Jimmy Kelly

Personal information
- Full name: James Kelly
- Date of birth: 14 February 1973 (age 52)
- Place of birth: Liverpool, England
- Height: 5 ft 7 in (1.70 m)
- Position(s): Midfielder

Senior career*
- Years: Team / Apps / (Gls)
- 1990–1992: Wrexham / 21 / (0)
- 1992–1996: Wolverhampton Wanderers / 7 / (0)
- 1993: → Walsall (loan) / 10 / (2)
- 1994: → Wrexham (loan) / 9 / (0)
- 1998–2000: Hednesford Town / 30 / (0)
- 2000–2002: Doncaster Rovers / 62 / (4)
- 2002–2003: Chester City / 32 / (1)
- 2003–2004: Scarborough / 30 / (2)
- 2004–2005: Morecambe / 29 / (1)

= Jimmy Kelly (footballer, born 1973) =

English footballer

James Kelly (born 14 February 1973) is an English former professional footballer who played as a midfielder for several clubs in The Football League until 1996. He then played for a succession of non-league and Welsh Premier League teams.

==Playing career==
Kelly began his career as an apprentice with Wrexham, making his Football League debut during the 1990–91 season. After 17 league appearances for the Welsh side, Kelly moved to Wolverhampton Wanderers in February 1992 as part of an exchange deal involving John Paskin.

His spell at Molineux included loan spells with Walsall and back at Wrexham, but his career was thrown into jeopardy on 5 September 1994 when he and two other men were charged with the murder of 26-year-old Peter Dunphy, who died from injuries suffered in a brawl outside a hotel in Liverpool. The case came to court more than a year later and on 6 February 1996 Kelly was found guilty of manslaughter and sentenced to five years in prison.

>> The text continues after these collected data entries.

// SPDX-License-Identifier: MPL-2.0
//! This module handles the application's configuration, including loading and
//! saving user preferences to a `settings.toml` file.
//!
//! # Configuration Sections
//!
//! The configuration is organized into logical sections:
//! - `[general]` - Theme mode
//! - `[timing]` - Delays for the announcement and the post-submit celebration
//! - `[burst]` - Confetti particle count and physics
//!
//! # Path Resolution
//!
//! The config file location can be customized for testing or portable
//! deployments:
//! 1. Use `load_from_path()`/`save_to_path()` with an explicit path
//! 2. Set the `ICED_FEEDBACK_CONFIG_DIR` environment variable
//! 3. Falls back to the platform-specific config directory
//!
//! Invalid or out-of-range values never fail startup: the loader falls back
//! to defaults and clamps delays and burst parameters to their documented
//! ranges.
//!
//! # Examples
//!
//! ```no_run
//! use iced_feedback::app::config::{self, Config};
//!
//! // Load existing configuration (returns tuple with optional warning)
//! let (mut config, _warning) = config::load();
//!
//! // Modify a setting
//! config.timing.celebration_ms = Some(5000);
//!
//! // Save the modified configuration
//! config::save(&config).expect("Failed to save config");
//! ```

pub mod defaults;

// Re-export all default constants for convenient access
pub use defaults::*;

use crate::error::{Error, Result};
use crate::ui::feedback::Delays;
use crate::ui::theming::ThemeMode;
use crate::ui::widgets::confetti::BurstSettings;
use serde::{Deserialize, Serialize};
use std::fs;
use std::path::{Path, PathBuf};
use std::time::Duration;

const CONFIG_FILE: &str = "settings.toml";
const CONFIG_DIR_ENV: &str = "ICED_FEEDBACK_CONFIG_DIR";
const APP_DIR_NAME: &str = "iced_feedback";

// =============================================================================
// Section Structs
// =============================================================================

/// General application settings.
#[derive(Debug, Clone, Default, Serialize, Deserialize, PartialEq, Eq)]
#[serde(default)]
pub struct GeneralConfig {
    /// Application theme mode (light, dark, or system).
    pub theme_mode: ThemeMode,
}

/// Delays for the widget's transient surfaces.
#[derive(Debug, Clone, Default, Serialize, Deserialize, PartialEq, Eq)]
#[serde(default)]
pub struct TimingConfig {
    /// How long the onboarding announcement stays visible, in milliseconds.
    #[serde(skip_serializing_if = "Option::is_none")]
    pub announcement_ms: Option<u64>,

    /// How long the success banner and burst stay active, in milliseconds.
    #[serde(skip_serializing_if = "Option::is_none")]
    pub celebration_ms: Option<u64>,
}

/// Confetti burst parameters.
#[derive(Debug, Clone, Default, Serialize, Deserialize, PartialEq)]
#[serde(default)]
pub struct BurstConfig {
    /// Particles spawned per burst.
    #[serde(skip_serializing_if = "Option::is_none")]
    pub particles: Option<usize>,

    /// Downward acceleration, px/frame².
    #[serde(skip_serializing_if = "Option::is_none")]
    pub gravity: Option<f32>,

    /// Initial upward speed, px/frame.
    #[serde(skip_serializing_if = "Option::is_none")]
    pub initial_velocity: Option<f32>,
}

/// Root configuration loaded from `settings.toml`.
#[derive(Debug, Clone, Default, Serialize, Deserialize, PartialEq)]
#[serde(default)]
pub struct Config {
    pub general: GeneralConfig,
    pub timing: TimingConfig,
    pub burst: BurstConfig,
}

impl Config {
    /// Resolved delays with defaults applied and values clamped.
    #[must_use]
    pub fn delays(&self) -> Delays {
        Delays {
            announcement: Duration::from_millis(clamp_delay(
                self.timing.announcement_ms.unwrap_or(DEFAULT_ANNOUNCEMENT_MS),
            )),
            celebration: Duration::from_millis(clamp_delay(
                self.timing.celebration_ms.unwrap_or(DEFAULT_CELEBRATION_MS),
            )),
        }
    }

    /// Resolved burst parameters with defaults applied and values clamped.
    #[must_use]
    pub fn burst_settings(&self) -> BurstSettings {
        BurstSettings {
            particle_count: self
                .burst
                .particles
                .unwrap_or(DEFAULT_BURST_PARTICLES)
                .min(MAX_BURST_PARTICLES),
            gravity: self
                .burst
                .gravity
                .unwrap_or(DEFAULT_BURST_GRAVITY)
                .clamp(0.0, MAX_BURST_GRAVITY),
            initial_velocity: self
                .burst
                .initial_velocity
                .unwrap_or(DEFAULT_BURST_VELOCITY)
                .clamp(0.0, MAX_BURST_VELOCITY),
        }
    }
}

/// Ensures persisted delays cannot request nonsensical values.
fn clamp_delay(ms: u64) -> u64 {
    ms.clamp(MIN_DELAY_MS, MAX_DELAY_MS)
}

// =============================================================================
// Path Resolution
// =============================================================================

/// Resolves the configuration directory.
#[must_use]
pub fn config_dir() -> Option<PathBuf> {
    if let Ok(dir) = std::env::var(CONFIG_DIR_ENV) {
        return Some(PathBuf::from(dir));
    }
    dirs::config_dir().map(|dir| dir.join(APP_DIR_NAME))
}

fn config_file() -> Option<PathBuf> {
    config_dir().map(|dir| dir.join(CONFIG_FILE))
}

// =============================================================================
// Load / Save
// =============================================================================

/// Loads the configuration from the resolved location.
///
/// Never fails: a missing file yields defaults silently, an unreadable or
/// malformed file yields defaults plus a warning message for the UI.
#[must_use]
pub fn load() -> (Config, Option<&'static str>) {
    match config_file() {
        Some(path) => load_from_path(&path),
        None => (Config::default(), None),
    }
}

/// Loads the configuration from an explicit directory.
#[must_use]
pub fn load_from_dir(dir: &Path) -> (Config, Option<&'static str>) {
    load_from_path(&dir.join(CONFIG_FILE))
}

/// Loads the configuration from an explicit path.
#[must_use]
pub fn load_from_path(path: &Path) -> (Config, Option<&'static str>) {
    if !path.exists() {
        return (Config::default(), None);
    }

    let parsed = fs::read_to_string(path)
        .map_err(Error::from)
        .and_then(|raw| toml::from_str::<Config>(&raw).map_err(Error::from));

    match parsed {
        Ok(config) => (config, None),
        Err(_) => (
            Config::default(),
            Some("settings.toml could not be read; using defaults"),
        ),
    }
}

/// Saves the configuration to the resolved location.
pub fn save(config: &Config) -> Result<()> {
    let dir = config_dir()
        .ok_or_else(|| Error::Config("no configuration directory available".into()))?;
    fs::create_dir_all(&dir)?;
    save_to_path(config, &dir.join(CONFIG_FILE))
}

/// Saves the configuration to an explicit path.
pub fn save_to_path(config: &Config, path: &Path) -> Result<()> {
    let raw = toml::to_string_pretty(config)?;
    fs::write(path, raw)?;
    Ok(())
}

He returned to playing on his release from prison in 1998 when, after a short spell at Bury, he joined Nationwide Conference side Hednesford Town and became a popular player in his two years at Keys Park. In 2000, he moved to Doncaster Rovers for an undisclosed fee, where he remained until being released at the end of the 2001–02 season and joined fellow Conference side Chester City. He helped the club reach the play–offs in his one season at the club before a loan deal at Scarborough was made permanent in October 2003. He became club captain, leading the side to an FA Cup fourth round tie with Chelsea the following January.

Spells with Morecambe and Lancaster City followed before Kelly moved to Droylsden in December 2006 and helped the Bloods win the Conference North title. He then moved to Rhyl, although he missed much of his first season at the club due to a knee injury. He signed for Conference North club Fleetwood Town on 31 December 2008, before playing at Colwyn Bay during the 2009–10 season, where he helped his team win promotion to the Premier Division of the Northern Premier League. Just days before the 2010–11 season started Kelly joined another Northern Premier League side, Ashton United, making his full debut away at Colwyn Bay.

In July 2011 he joined Nantwich Town.

In September 2011 he joined Congleton Town. In June 2012 he joined Welsh club Conwy United as player/ coach.